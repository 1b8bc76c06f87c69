//! OKR entity type - a node in the global/area goal hierarchy

use chrono::{DateTime, Utc};
use serde::{Deserialize, Serialize};

use crate::core::entity::Status;
use crate::core::identity::{new_id, parse_display_id};
use crate::entities::action::Action;
use crate::entities::checklist::QualityChecklistItem;
use crate::entities::key_result::KeyResult;
use crate::entities::validate::ValidationError;

/// A goal node. Roots (no `parent_id`) are global objectives and carry a
/// display id; children are area objectives supporting their parent.
#[derive(Debug, Clone, PartialEq, Serialize, Deserialize)]
#[serde(rename_all = "camelCase")]
pub struct Okr {
    /// Unique identifier, never reassigned
    pub id: String,

    /// Human-facing `OKR-<n>` label, roots only
    #[serde(default, skip_serializing_if = "Option::is_none")]
    pub display_id: Option<String>,

    pub objective: String,

    /// Display order is list order
    #[serde(default)]
    pub key_results: Vec<KeyResult>,

    /// Creation timestamp (immutable)
    pub created_at: DateTime<Utc>,

    #[serde(default, skip_serializing_if = "Option::is_none")]
    pub parent_id: Option<String>,

    /// Organizational area, area OKRs only
    #[serde(default, skip_serializing_if = "Option::is_none")]
    pub area: Option<String>,

    #[serde(default, skip_serializing_if = "Option::is_none")]
    pub owner: Option<String>,

    /// Authoritative status set during check-ins
    #[serde(default, skip_serializing_if = "Option::is_none")]
    pub status: Option<Status>,

    #[serde(default, skip_serializing_if = "Option::is_none")]
    pub challenges: Option<String>,

    #[serde(default, skip_serializing_if = "Option::is_none")]
    pub needs: Option<String>,

    #[serde(default, skip_serializing_if = "Option::is_none")]
    pub comments: Option<String>,

    #[serde(default, skip_serializing_if = "Vec::is_empty")]
    pub quality_checklist: Vec<QualityChecklistItem>,

    #[serde(default, skip_serializing_if = "Vec::is_empty")]
    pub actions: Vec<Action>,
}

impl Okr {
    /// Create a new root OKR with a fresh id
    pub fn new(objective: impl Into<String>) -> Self {
        Self {
            id: new_id("okr"),
            display_id: None,
            objective: objective.into(),
            key_results: Vec::new(),
            created_at: Utc::now(),
            parent_id: None,
            area: None,
            owner: None,
            status: None,
            challenges: None,
            needs: None,
            comments: None,
            quality_checklist: Vec::new(),
            actions: Vec::new(),
        }
    }

    /// Create a new area OKR under `parent_id`
    pub fn child_of(parent_id: impl Into<String>, objective: impl Into<String>) -> Self {
        Self {
            parent_id: Some(parent_id.into()),
            ..Self::new(objective)
        }
    }

    pub fn is_root(&self) -> bool {
        self.parent_id.is_none()
    }

    /// Display id for roots, `"<area> - OKR"` for area OKRs
    pub fn label(&self) -> String {
        match (&self.display_id, &self.area) {
            (Some(display_id), _) => display_id.clone(),
            (None, Some(area)) => format!("{} - OKR", area),
            (None, None) => String::from("OKR"),
        }
    }

    pub fn key_result(&self, id: &str) -> Option<&KeyResult> {
        self.key_results.iter().find(|kr| kr.id == id)
    }

    /// Check the model rules that hold for a single OKR in isolation
    pub fn validate(&self) -> Result<(), ValidationError> {
        if self.id.trim().is_empty() {
            return Err(ValidationError::EmptyId);
        }
        if self.parent_id.as_deref() == Some(self.id.as_str()) {
            return Err(ValidationError::SelfParent(self.id.clone()));
        }
        if let Some(display_id) = &self.display_id {
            if !self.is_root() {
                return Err(ValidationError::DisplayIdOnChild {
                    id: self.id.clone(),
                    display_id: display_id.clone(),
                });
            }
            if parse_display_id(display_id).is_none() {
                return Err(ValidationError::MalformedDisplayId(display_id.clone()));
            }
        }

        let mut seen = std::collections::HashSet::new();
        for kr in &self.key_results {
            if !seen.insert(kr.id.as_str()) {
                return Err(ValidationError::DuplicateKeyResult(kr.id.clone()));
            }
        }

        let mut seen = std::collections::HashSet::new();
        for action in &self.actions {
            if !seen.insert(action.id.as_str()) {
                return Err(ValidationError::DuplicateAction(action.id.clone()));
            }
            if action.completed_at.is_some() && !action.completed {
                return Err(ValidationError::CompletedAtOnOpenAction(action.id.clone()));
            }
        }

        let mut seen = std::collections::HashSet::new();
        for item in &self.quality_checklist {
            if !seen.insert(item.id) {
                return Err(ValidationError::DuplicateChecklistItem(item.id.to_string()));
            }
        }

        Ok(())
    }
}

#[cfg(test)]
mod tests {
    use super::*;
    use crate::entities::checklist::{checklist_with, QualityCheck};

    #[test]
    fn test_okr_json_uses_camel_case() {
        let mut okr = Okr::new("Become the market leader");
        okr.display_id = Some("OKR-1".to_string());
        okr.key_results.push(KeyResult::new("Market Share", 10.0, 30.0));

        let json = serde_json::to_string(&okr).unwrap();
        assert!(json.contains("\"displayId\":\"OKR-1\""));
        assert!(json.contains("\"keyResults\""));
        assert!(json.contains("\"metricName\":\"Market Share\""));
        assert!(!json.contains("parentId"));

        let parsed: Okr = serde_json::from_str(&json).unwrap();
        assert_eq!(parsed, okr);
    }

    #[test]
    fn test_label() {
        let mut root = Okr::new("Global");
        root.display_id = Some("OKR-2".to_string());
        assert_eq!(root.label(), "OKR-2");

        let mut child = Okr::child_of(&root.id, "Deliver savings");
        child.area = Some("GCC India".to_string());
        assert_eq!(child.label(), "GCC India - OKR");
    }

    #[test]
    fn test_validate_rejects_display_id_on_child() {
        let mut child = Okr::child_of("parent", "Area goal");
        child.display_id = Some("OKR-5".to_string());
        assert!(matches!(
            child.validate(),
            Err(ValidationError::DisplayIdOnChild { .. })
        ));
    }

    #[test]
    fn test_validate_rejects_malformed_display_id() {
        let mut root = Okr::new("Global");
        root.display_id = Some("OKR-0".to_string());
        assert!(matches!(
            root.validate(),
            Err(ValidationError::MalformedDisplayId(_))
        ));
    }

    #[test]
    fn test_validate_rejects_self_parent() {
        let mut okr = Okr::new("Loop");
        okr.parent_id = Some(okr.id.clone());
        assert!(matches!(okr.validate(), Err(ValidationError::SelfParent(_))));
    }

    #[test]
    fn test_validate_rejects_duplicate_nested_ids() {
        let mut okr = Okr::new("Dupes");
        let kr = KeyResult::new("Revenue", 0.0, 10.0);
        okr.key_results = vec![kr.clone(), kr];
        assert!(matches!(
            okr.validate(),
            Err(ValidationError::DuplicateKeyResult(_))
        ));

        let mut okr = Okr::new("Dupes");
        let mut checklist = checklist_with(&[QualityCheck::Direction]);
        checklist.push(checklist[0]);
        okr.quality_checklist = checklist;
        assert!(matches!(
            okr.validate(),
            Err(ValidationError::DuplicateChecklistItem(_))
        ));
    }
}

Assignment: Could you return exactly the lines above from the line with "pub fn is_root(&self)" to the line with "match (&self.display_id, &self.area)", both included, and nothing else?

Output below:
    pub fn is_root(&self) -> bool {
        self.parent_id.is_none()
    }

    /// Display id for roots, `"<area> - OKR"` for area OKRs
    pub fn label(&self) -> String {
        match (&self.display_id, &self.area) {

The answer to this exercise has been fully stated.